Hi all just want to get some feed back on a leverage squat machine that I have just started use after suffering with bad form on the free weight squat rack, is it just as good or should I stick with the free weight till I get it right?


----------



## Dai Jones (Dec 1, 2009)

Can any one help? OK is a squat or leg press machine just as good as using a free weight squat rack?


----------



## Soul keeper (Jul 7, 2010)

Im buying one to add to my gym there good mate!


----------



## BLUTOS (Mar 5, 2005)

I've used one, they are fine. Trouble with them is they can take more weight than you could say do a normal squat with. So youll happily stack the bars up till nothing else fits and bang out the reps, go back to real squats and go "oh poop" as your spine compresses with the walk out.

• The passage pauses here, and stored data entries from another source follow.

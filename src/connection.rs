use async_trait::async_trait;
use chrono::{DateTime, Utc};
use sqlx::mysql::{MySqlArguments, MySqlPoolOptions};
use sqlx::postgres::{PgArguments, PgPoolOptions};
use sqlx::{Arguments, MySqlPool, PgPool};
use tokio::sync::RwLock;
use tracing::warn;

use crate::errors::Result;
use crate::job::Job;

const DEFAULT_MAX_CONNECTIONS: u32 = 10;

/// The SQL dialect family a connection speaks.
///
/// The reservation engine selects its claim strategy by this value, and the
/// table quoting and placeholder styles follow it.
#[derive(Clone, Copy, Debug, PartialEq, Eq)]
pub enum Adapter {
    Postgres,
    Mysql,
    Mssql,
    Teradata,
    /// Anything else: served by the portable optimistic claim path
    Other,
}

impl Adapter {
    /// Maps a driver-reported adapter name onto a dialect family.
    pub fn from_name(adapter_name: &str) -> Self {
        match adapter_name.to_ascii_lowercase().as_str() {
            "postgresql" | "postgres" => Adapter::Postgres,
            "mysql" | "mysql2" => Adapter::Mysql,
            "mssql" | "sqlserver" => Adapter::Mssql,
            "teradata" => Adapter::Teradata,
            _ => Adapter::Other,
        }
    }

    /// Quotes a table name in this dialect.
    pub fn quote_table_name(&self, name: &str) -> String {
        match self {
            Adapter::Mysql => format!("`{name}`"),
            Adapter::Mssql => format!("[{name}]"),
            _ => format!("\"{name}\""),
        }
    }

    /// The placeholder token for the 1-based `ordinal`-th bind parameter.
    pub(crate) fn placeholder(&self, ordinal: usize) -> String {
        match self {
            Adapter::Postgres => format!("${ordinal}"),
            _ => "?".to_string(),
        }
    }
}

/// A typed bind value handed to the driver.
///
/// Statements are built as SQL text with placeholders; the values travel
/// separately so the driver does the quoting.
#[derive(Clone, Debug, PartialEq)]
pub enum SqlParam {
    Text(String),
    NullableText(Option<String>),
    Int(i64),
    Timestamp(DateTime<Utc>),
    NullableTimestamp(Option<DateTime<Utc>>),
}

/// The seam between the queue logic and a concrete database driver.
///
/// Everything above this trait is dialect logic over SQL strings; everything
/// below it is driver plumbing. Tests substitute a scripted implementation
/// to exercise claim flows and error handling without a server.
#[async_trait]
pub trait QueueConnection: Send + Sync {
    /// Which SQL dialect this connection speaks.
    fn adapter(&self) -> Adapter;

    /// Runs a statement, returning the affected row count.
    async fn execute(&self, sql: &str, params: &[SqlParam]) -> Result<u64>;

    /// Runs a query returning job rows.
    async fn fetch_all(&self, sql: &str, params: &[SqlParam]) -> Result<Vec<Job>>;

    /// Runs a query returning at most one job row.
    async fn fetch_optional(&self, sql: &str, params: &[SqlParam]) -> Result<Option<Job>>;

    /// Runs an INSERT and returns the stored row.
    ///
    /// `reselect_sql` serves the backends whose driver cannot return the
    /// inserted row; it must run on the same pooled connection as the
    /// INSERT so connection-local state (e.g. `last_insert_id()`) resolves.
    async fn insert_returning(
        &self,
        insert_sql: &str,
        params: &[SqlParam],
        reselect_sql: &str,
    ) -> Result<Job>;

    /// Closes every pooled connection ahead of a process fork.
    async fn before_fork(&self);

    /// Re-establishes the pool in the child after a fork.
    async fn after_fork(&self) -> Result<()>;
}

/// PostgreSQL-backed [`QueueConnection`].
pub struct PgQueueConnection {
    pool: RwLock<PgPool>,
    database_url: Option<String>,
    max_connections: u32,
}

impl PgQueueConnection {
    /// Wraps an existing pool. Fork support needs a URL, so
    /// [`QueueConnection::after_fork`] on a wrapped pool only warns.
    pub fn from_pool(pool: PgPool) -> Self {
        Self {
            pool: RwLock::new(pool),
            database_url: None,
            max_connections: DEFAULT_MAX_CONNECTIONS,
        }
    }

    /// Connects a fresh pool to `database_url`.
    pub async fn connect(database_url: &str) -> Result<Self> {
        Self::connect_with(database_url, DEFAULT_MAX_CONNECTIONS).await
    }

    /// Connects a fresh pool with an explicit size.
    pub async fn connect_with(database_url: &str, max_connections: u32) -> Result<Self> {
        let pool = PgPoolOptions::new()
            .max_connections(max_connections)
            .connect(database_url)
            .await?;

        Ok(Self {
            pool: RwLock::new(pool),
            database_url: Some(database_url.to_string()),
            max_connections,
        })
    }

    async fn pool(&self) -> PgPool {
        self.pool.read().await.clone()
    }
}

fn pg_arguments(params: &[SqlParam]) -> Result<PgArguments> {
    let mut arguments = PgArguments::default();
    for param in params {
        let added = match param {
            SqlParam::Text(value) => arguments.add(value.as_str()),
            SqlParam::NullableText(value) => arguments.add(value.as_deref()),
            SqlParam::Int(value) => arguments.add(*value),
            SqlParam::Timestamp(value) => arguments.add(*value),
            SqlParam::NullableTimestamp(value) => arguments.add(*value),
        };
        added.map_err(sqlx::Error::Encode)?;
    }
    Ok(arguments)
}

#[async_trait]
impl QueueConnection for PgQueueConnection {
    fn adapter(&self) -> Adapter {
        Adapter::Postgres
    }

    async fn execute(&self, sql: &str, params: &[SqlParam]) -> Result<u64> {
        let pool = self.pool().await;
        let done = sqlx::query_with(sql, pg_arguments(params)?)
            .execute(&pool)
            .await?;
        Ok(done.rows_affected())
    }

    async fn fetch_all(&self, sql: &str, params: &[SqlParam]) -> Result<Vec<Job>> {
        let pool = self.pool().await;
        Ok(sqlx::query_as_with::<_, Job, _>(sql, pg_arguments(params)?)
            .fetch_all(&pool)
            .await?)
    }

    async fn fetch_optional(&self, sql: &str, params: &[SqlParam]) -> Result<Option<Job>> {
        let pool = self.pool().await;
        Ok(sqlx::query_as_with::<_, Job, _>(sql, pg_arguments(params)?)
            .fetch_optional(&pool)
            .await?)
    }

    async fn insert_returning(
        &self,
        insert_sql: &str,
        params: &[SqlParam],
        _reselect_sql: &str,
    ) -> Result<Job> {
        let pool = self.pool().await;
        Ok(
            sqlx::query_as_with::<_, Job, _>(insert_sql, pg_arguments(params)?)
                .fetch_one(&pool)
                .await?,
        )
    }

    async fn before_fork(&self) {
        self.pool.read().await.close().await;
    }

    async fn after_fork(&self) -> Result<()> {
        let Some(database_url) = &self.database_url else {
            warn!("No database url retained, cannot re-establish the pool after fork");
            return Ok(());
        };

        let pool = PgPoolOptions::new()
            .max_connections(self.max_connections)
            .connect(database_url)
            .await?;
        *self.pool.write().await = pool;

        Ok(())
    }
}

/// MySQL-backed [`QueueConnection`].
pub struct MySqlQueueConnection {
    pool: RwLock<MySqlPool>,
    database_url: Option<String>,
    max_connections: u32,
}

impl MySqlQueueConnection {
    /// Wraps an existing pool. Fork support needs a URL, so
    /// [`QueueConnection::after_fork`] on a wrapped pool only warns.
    pub fn from_pool(pool: MySqlPool) -> Self {
        Self {
            pool: RwLock::new(pool),
            database_url: None,
            max_connections: DEFAULT_MAX_CONNECTIONS,
        }
    }

    /// Connects a fresh pool to `database_url`.
    pub async fn connect(database_url: &str) -> Result<Self> {
        Self::connect_with(database_url, DEFAULT_MAX_CONNECTIONS).await
    }

    /// Connects a fresh pool with an explicit size.
    pub async fn connect_with(database_url: &str, max_connections: u32) -> Result<Self> {
        let pool = MySqlPoolOptions::new()
            .max_connections(max_connections)
            .connect(database_url)
            .await?;

        Ok(Self {
            pool: RwLock::new(pool),
            database_url: Some(database_url.to_string()),
            max_connections,
        })
    }

    async fn pool(&self) -> MySqlPool {
        self.pool.read().await.clone()
    }
}

fn mysql_arguments(params: &[SqlParam]) -> Result<MySqlArguments> {
    let mut arguments = MySqlArguments::default();
    for param in params {
        let added = match param {
            SqlParam::Text(value) => arguments.add(value.as_str()),
            SqlParam::NullableText(value) => arguments.add(value.as_deref()),
            SqlParam::Int(value) => arguments.add(*value),
            SqlParam::Timestamp(value) => arguments.add(*value),
            SqlParam::NullableTimestamp(value) => arguments.add(*value),
        };
        added.map_err(sqlx::Error::Encode)?;
    }
    Ok(arguments)
}

#[async_trait]
impl QueueConnection for MySqlQueueConnection {
    fn adapter(&self) -> Adapter {
        Adapter::Mysql
    }

    async fn execute(&self, sql: &str, params: &[SqlParam]) -> Result<u64> {
        let pool = self.pool().await;
        let done = sqlx::query_with(sql, mysql_arguments(params)?)
            .execute(&pool)
            .await?;
        Ok(done.rows_affected())
    }

    async fn fetch_all(&self, sql: &str, params: &[SqlParam]) -> Result<Vec<Job>> {
        let pool = self.pool().await;
        Ok(
            sqlx::query_as_with::<_, Job, _>(sql, mysql_arguments(params)?)
                .fetch_all(&pool)
                .await?,
        )
    }

    async fn fetch_optional(&self, sql: &str, params: &[SqlParam]) -> Result<Option<Job>> {
        let pool = self.pool().await;
        Ok(
            sqlx::query_as_with::<_, Job, _>(sql, mysql_arguments(params)?)
                .fetch_optional(&pool)
                .await?,
        )
    }

    async fn insert_returning(
        &self,
        insert_sql: &str,
        params: &[SqlParam],
        reselect_sql: &str,
    ) -> Result<Job> {
        let pool = self.pool().await;
        let mut conn = pool.acquire().await?;

        sqlx::query_with(insert_sql, mysql_arguments(params)?)
            .execute(&mut *conn)
            .await?;
        let job: Job = sqlx::query_as(reselect_sql).fetch_one(&mut *conn).await?;

        Ok(job)
    }

    async fn before_fork(&self) {
        self.pool.read().await.close().await;
    }

    async fn after_fork(&self) -> Result<()> {
        let Some(database_url) = &self.database_url else {
            warn!("No database url retained, cannot re-establish the pool after fork");
            return Ok(());
        };

        let pool = MySqlPoolOptions::new()
            .max_connections(self.max_connections)
            .connect(database_url)
            .await?;
        *self.pool.write().await = pool;

        Ok(())
    }
}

When you get into them and put your feet on the raised plate, its weird cos your sort of squating whilst you feel your falling back wards, you dont of course, but I took some time to get used to it. If i had to buy one meeself I wouldn't would buy a trap bar and do deadlifts from an 8 inch block.


----------



## Dai Jones (Dec 1, 2009)

I was using it for a while till I realy pulled my back a month or so ago, went back to the squat rack and feel better even tho I'm still leaning forward..weird


----------



## 1Tonne (Jun 6, 2010)

Im using something like it just to shake things up and try and help to break through a squat plateau i seem to have hit. Feels fine to use so might as well give it a go.


----------